Simon Fourcade a demandé à ses entraîneurs de le convaincre de rester jusqu'aux Jeux
Simon Fourcade, l'entraîneur de l'équipe de France masculine, et qui a couru contre le Norvégien à la fin de sa carrière, aurait bien aimé qu'il joue la prolongation. "Je regrette énormément qu'il arrête et je suis allé le dire à ses coachs. Je leur ai dit: 'dites-lui de continuer jusqu'à l'an prochain parce que quand on voit encore ce qu'il fait sur ces championnats...' Il arrête au sommet mais il a tellement encore à montrer. A un an des Jeux, c'est tellement dommage. On a envie de lui dire allez! L'effort n'est pas si grand, continue jusque-là!" L'aîné des Fourcade aurait "bien aimé voir la nouvelle génération qui arrive, dont Eric Perrot, se fighter avec l'an prochain. On n'aura pas cette chance, il va falloir cravacher dur pour faire tomber le roi de son trône avant la fin de la saison."
Avec l'individuel ce mercredi, il reste neuf courses individuelles au roux norvégien avant de raccrocher les skis et la carabine. "Je profite de chaque victoire comme si c'était la dernière", nous assurait Johannes Boe après son deuxième titre en Suisse dimanche.
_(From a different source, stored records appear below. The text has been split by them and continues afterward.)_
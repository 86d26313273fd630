use log::warn;
use plotters::prelude::*;
use std::path::Path;
pub mod capture;
pub mod error;
pub mod logging;
pub mod plot;
pub mod record;

pub use error::HotboxError;
pub use record::LogRecord;

pub const VERSION: Option<&str> = option_env!("CARGO_PKG_VERSION");

/// local time format used to name the capture files, e.g. 2020-10-14T18.02.41
pub const FILE_DT_FORMAT: &str = "%Y-%m-%dT%H.%M.%S";
pub const FILE_EXTENSION: &str = "bin";

pub const DEFAULT_PORT: &str = "/dev/ttyUSB0";
pub const DEFAULT_BAUD: u32 = 115200;
pub const POLL_INTERVAL: std::time::Duration = std::time::Duration::from_secs(1);

pub const MS_PER_MINUTE: f64 = 60000.;
/// full scale of the fan PWM value
pub const FAN_MAX: f64 = 255.;

/// The time series extracted from the hot box log, one entry per record
#[derive(Debug, Clone, PartialEq)]
pub struct HotboxSeries {
    pub minutes: Vec<f64>,
    pub sensors: [Vec<f64>; 3],
    pub sensor_mean: Vec<f64>,
    pub fan: Vec<f64>,
    pub heating: Vec<f64>,
}

impl HotboxSeries {
    pub fn new(capacity: usize) -> HotboxSeries {
        HotboxSeries {
            minutes: Vec::with_capacity(capacity),
            sensors: [
                Vec::with_capacity(capacity),
                Vec::with_capacity(capacity),
                Vec::with_capacity(capacity),
            ],
            sensor_mean: Vec::with_capacity(capacity),
            fan: Vec::with_capacity(capacity),
            heating: Vec::with_capacity(capacity),
        }
    }

    /// Splits the records into parallel series,
    /// converting the elapsed time to minutes and scaling the fan to 0..1.
    pub fn from_records(records: &[LogRecord]) -> HotboxSeries {
        let mut series = HotboxSeries::new(records.len());
        for r in records {
            series.minutes.push(r.elapsed_ms as f64 / MS_PER_MINUTE);
            for (s, &v) in series.sensors.iter_mut().zip(r.sensor_readings.iter()) {
                s.push(v);
            }
            series.sensor_mean.push(r.sensor_mean);
            series.fan.push(r.fan_level as f64 / FAN_MAX);
            series.heating.push(r.heating_element as f64);
        }
        series
    }

    pub fn len(&self) -> usize {
        self.minutes.len()
    }

    pub fn is_empty(&self) -> bool {
        self.minutes.is_empty()
    }

    /// average of the whole sensorMean series
    pub fn mean_of_means(&self) -> Result<f64, HotboxError> {
        mean(&self.sensor_mean).ok_or(HotboxError::EmptySeries)
    }

    /// flat line at the average of sensorMean
    pub fn mean_reference(&self) -> Result<Vec<f64>, HotboxError> {
        Ok(vec![self.mean_of_means()?; self.len()])
    }

    /// flat line at the target temperature
    pub fn target_reference(&self, target: f64) -> Vec<f64> {
        vec![target; self.len()]
    }

    /// trailing moving average of sensorMean, see `trailing_mean`
    pub fn moving_average(&self, window: usize) -> Result<Vec<Option<f64>>, HotboxError> {
        trailing_mean(&self.sensor_mean, window)
    }

    /// curves of the upper panel, in drawing order
    pub fn sensor_curves(&self, overlays: &Overlays) -> Vec<Curve> {
        let mut curves = Vec::with_capacity(7);
        if let Some((_, target)) = &overlays.target {
            curves.push(Curve::new(
                "Target temperature",
                RGBColor(0, 150, 0),
                1,
                self.pair(target),
            ));
        }
        curves.push(Curve::new(
            "Sensor00 (lower)",
            RGBColor(255, 165, 0),
            2,
            self.pair(&self.sensors[0]),
        ));
        curves.push(Curve::new(
            "Sensor01 (upper)",
            RGBColor(220, 0, 0),
            2,
            self.pair(&self.sensors[1]),
        ));
        curves.push(Curve::new(
            "Sensor inside Mean",
            RGBColor(255, 0, 255),
            3,
            self.pair(&self.sensor_mean),
        ));
        if let Some((window, mavg)) = &overlays.moving_average {
            let points = self
                .minutes
                .iter()
                .zip(mavg.iter())
                .filter_map(|(&t, v)| v.map(|v| (t, v)))
                .collect();
            curves.push(Curve::new(
                format!("Moving average, window: {}", window),
                RGBColor(30, 100, 200),
                2,
                points,
            ));
        }
        curves.push(Curve::new(
            format!("Average: {:.2}", overlays.mean),
            RGBColor(255, 0, 255),
            1,
            self.pair(&overlays.mean_reference),
        ));
        curves.push(Curve::new(
            "sensor02 (outside)",
            RGBColor(0, 100, 0),
            2,
            self.pair(&self.sensors[2]),
        ));
        curves
    }

    /// curves of the lower panel
    pub fn actuator_curves(&self) -> Vec<Curve> {
        vec![
            Curve::new(
                "Fan (scaled to 0:1)",
                RGBColor(30, 100, 200),
                2,
                self.pair(&self.fan),
            ),
            Curve::new(
                "Heating element (digital)",
                RGBColor(255, 130, 0),
                2,
                self.pair(&self.heating),
            ),
        ]
    }

    fn pair(&self, values: &[f64]) -> Vec<(f64, f64)> {
        self.minutes
            .iter()
            .zip(values.iter())
            .map(|(&t, &v)| (t, v))
            .collect()
    }

    /// plots the sensors (upper 3/4) and the actuators (lower 1/4) to svg
    pub fn plot_minutes(
        &self,
        overlays: &Overlays,
        fout: &Path,
    ) -> Result<(), Box<dyn std::error::Error>> {
        let (xmin, xmax) = min_and_max(&self.minutes[..]).ok_or(HotboxError::EmptySeries)?;
        let (xmin, xmax) = if xmin == xmax {
            (xmin - 1., xmax + 1.)
        } else {
            (xmin, xmax)
        };

        let sensor_curves = self.sensor_curves(overlays);
        let yvalues: Vec<f64> = sensor_curves
            .iter()
            .flat_map(|c| c.points.iter().map(|p| p.1))
            .filter(|y| y.is_finite())
            .collect();
        let (ymin, ymax) = min_and_max(&yvalues[..]).ok_or(HotboxError::EmptySeries)?;
        let yspan = if ymax > ymin { (ymax - ymin) / 10. } else { 1. };
        let ymin = ymin - yspan;
        let ymax = ymax + yspan;

        let root = SVGBackend::new(fout, (1600, 1000)).into_drawing_area();
        root.fill(&WHITE)?;
        let (upper, lower) = root.split_vertically(750);

        let mut chart = ChartBuilder::on(&upper)
            .caption("Sensors", ("sans-serif", 28))
            .margin(20)
            .x_label_area_size(40)
            .y_label_area_size(80)
            .build_cartesian_2d(xmin..xmax, ymin..ymax)?;
        chart
            .configure_mesh()
            .light_line_style(&TRANSPARENT)
            .bold_line_style(RGBColor(200, 200, 200).stroke_width(1))
            .label_style(("sans-serif", 20))
            .y_desc("Temperature [C]")
            .y_label_formatter(&|y: &f64| format!("{:.1}", y))
            .draw()?;
        for curve in sensor_curves {
            let style = curve.color.stroke_width(curve.width);
            chart
                .draw_series(LineSeries::new(curve.points, style))?
                .label(curve.label)
                .legend(move |(x, y)| PathElement::new(vec![(x, y), (x + 20, y)], style));
        }
        chart
            .configure_series_labels()
            .background_style(&WHITE.mix(0.8))
            .border_style(&BLACK)
            .label_font(("sans-serif", 18))
            .position(SeriesLabelPosition::UpperRight)
            .draw()?;

        let mut chart = ChartBuilder::on(&lower)
            .caption("Actuators", ("sans-serif", 28))
            .margin(20)
            .x_label_area_size(60)
            .y_label_area_size(80)
            .build_cartesian_2d(xmin..xmax, -0.1f64..1.1f64)?;
        chart
            .configure_mesh()
            .light_line_style(&TRANSPARENT)
            .bold_line_style(RGBColor(200, 200, 200).stroke_width(1))
            .label_style(("sans-serif", 20))
            .x_desc("Minutes since start")
            .y_desc("Value")
            .y_labels(5)
            .draw()?;
        for curve in self.actuator_curves() {
            let style = curve.color.stroke_width(curve.width);
            chart
                .draw_series(LineSeries::new(curve.points, style))?
                .label(curve.label)
                .legend(move |(x, y)| PathElement::new(vec![(x, y), (x + 20, y)], style));
        }
        chart
            .configure_series_labels()
            .background_style(&WHITE.mix(0.8))
            .border_style(&BLACK)
            .label_font(("sans-serif", 18))
            .position(SeriesLabelPosition::UpperRight)
            .draw()?;

        root.present()?;
        Ok(())
    }
}

/// The reference and optional lines drawn on top of the sensor panel
#[derive(Debug, Clone, PartialEq)]
pub struct Overlays {
    pub mean: f64,
    pub mean_reference: Vec<f64>,
    /// window size and the trailing average, `None` where the window is not full yet
    pub moving_average: Option<(usize, Vec<Option<f64>>)>,
    pub target: Option<(f64, Vec<f64>)>,
}

impl Overlays {
    /// Computes the mean reference (fails on an empty series) and the optional lines.
    /// A moving average that cannot be computed is reported and left out.
    pub fn compute(
        series: &HotboxSeries,
        target: Option<f64>,
        window: Option<usize>,
    ) -> Result<Overlays, HotboxError> {
        let mean = series.mean_of_means()?;
        let mean_reference = series.mean_reference()?;
        let moving_average = match window {
            Some(w) => match series.moving_average(w) {
                Ok(mavg) => Some((w, mavg)),
                Err(e) => {
                    warn!(
                        "not enough data to create moving average with the specified window: {}",
                        e
                    );
                    None
                }
            },
            None => None,
        };
        let target = target.map(|t| (t, series.target_reference(t)));
        Ok(Overlays {
            mean,
            mean_reference,
            moving_average,
            target,
        })
    }
}

/// A labelled line series ready to be drawn
#[derive(Clone)]
pub struct Curve {
    pub label: String,
    pub color: RGBColor,
    pub width: u32,
    pub points: Vec<(f64, f64)>,
}

impl Curve {
    pub fn new<L: Into<String>>(
        label: L,
        color: RGBColor,
        width: u32,
        points: Vec<(f64, f64)>,
    ) -> Curve {
        Curve {
            label: label.into(),
            color,
            width,
            points,
        }
    }
}

pub fn min_and_max<T: std::cmp::PartialOrd + Copy>(s: &[T]) -> Option<(T, T)> {
    let mut self_iter = s.iter();
    let (mut min, mut max) = match self_iter.next() {
        Some(v) => (*v, *v),
        None => return None,
    };
    for es in self_iter {
        if *es > max {
            max = *es
        }
        if *es < min {
            min = *es
        }
    }
    Some((min, max))
}

pub fn mean(v: &[f64]) -> Option<f64> {
    if v.is_empty() {
        None
    } else {
        Some(v.iter().sum::<f64>() / v.len() as f64)
    }
}

/// rolls a flat window of length w over v, ending at each position;
/// the first w - 1 positions have no full window and are None
pub fn trailing_mean(v: &[f64], w: usize) -> Result<Vec<Option<f64>>, HotboxError> {
    if w == 0 {
        return Err(HotboxError::ZeroWindow);
    }
    if w > v.len() {
        return Err(HotboxError::WindowTooLarge {
            window: w,
            len: v.len(),
        });
    }
    let mut vout: Vec<Option<f64>> = Vec::with_capacity(v.len());
    vout.resize(w - 1, None);
    vout.extend(v.windows(w).map(|win| Some(win.iter().sum::<f64>() / w as f64)));
    Ok(vout)
}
Une dernière ligne droite qui pourrait le voir se rapprocher d'un dernier record mythique, les 95 victoires d'Ole Einar Bjorndalen. Avec 90 au compteur il n'en est "plus si loin" comme il le glissait dans un sourire dimanche. "Plus que cinq victoires, il y a une petite chance que je le batte. Ce serait sympa de le faire à la maison à Holmenkollen." C'est chez lui à Oslo que se déroulera la dernière étape de la Coupe du monde cette saison, du 21 au 23 mars prochain. "C'est bien qu'il ait pu le dire assez tôt dans la saison pour que l'on puisse lui dire au revoir à la fin de la saison", se projette Ole Einar Bjorndalen. "Je pense que ce sera fou la dernière étape à Oslo avec les frères Boe qui arrêtent leur carrière."
Johannes Boe lui n'aspire qu'à une chose: "Ce que je veux le plus, c'est passer un bon moment et dire au revoir à tout le monde." Et plonger le biathlon dans la "Boestalgie".